(Stored data entries)
▼

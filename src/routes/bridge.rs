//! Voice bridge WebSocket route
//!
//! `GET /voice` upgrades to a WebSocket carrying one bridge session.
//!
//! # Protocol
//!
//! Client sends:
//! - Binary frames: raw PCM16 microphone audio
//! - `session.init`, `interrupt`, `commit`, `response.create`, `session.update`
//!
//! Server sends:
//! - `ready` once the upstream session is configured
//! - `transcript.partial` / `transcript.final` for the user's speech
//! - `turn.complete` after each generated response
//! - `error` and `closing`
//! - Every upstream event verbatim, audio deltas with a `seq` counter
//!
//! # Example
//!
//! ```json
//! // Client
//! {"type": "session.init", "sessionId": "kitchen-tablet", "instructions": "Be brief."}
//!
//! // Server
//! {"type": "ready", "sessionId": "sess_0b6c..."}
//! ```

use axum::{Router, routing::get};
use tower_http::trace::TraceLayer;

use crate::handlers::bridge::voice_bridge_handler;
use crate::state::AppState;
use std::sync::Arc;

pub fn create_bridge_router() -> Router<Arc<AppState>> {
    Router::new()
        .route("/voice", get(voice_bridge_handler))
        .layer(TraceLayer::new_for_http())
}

▲

# [Assignment]
Set down every record above, word for word.

# [Solved exercise]
filename src/routes/bridge.rs
//! Voice bridge WebSocket route
//!
//! `GET /voice` upgrades to a WebSocket carrying one bridge session.
//!
//! # Protocol
//!
//! Client sends:
//! - Binary frames: raw PCM16 microphone audio
//! - `session.init`, `interrupt`, `commit`, `response.create`, `session.update`
//!
//! Server sends:
//! - `ready` once the upstream session is configured
//! - `transcript.partial` / `transcript.final` for the user's speech
//! - `turn.complete` after each generated response
//! - `error` and `closing`
//! - Every upstream event verbatim, audio deltas with a `seq` counter
//!
//! # Example
//!
//! ```json
//! // Client
//! {"type": "session.init", "sessionId": "kitchen-tablet", "instructions": "Be brief."}
//!
//! // Server
//! {"type": "ready", "sessionId": "sess_0b6c..."}
//! ```

use axum::{Router, routing::get};
use tower_http::trace::TraceLayer;

use crate::handlers::bridge::voice_bridge_handler;
use crate::state::AppState;
use std::sync::Arc;

pub fn create_bridge_router() -> Router<Arc<AppState>> {
    Router::new()
        .route("/voice", get(voice_bridge_handler))
        .layer(TraceLayer::new_for_http())
}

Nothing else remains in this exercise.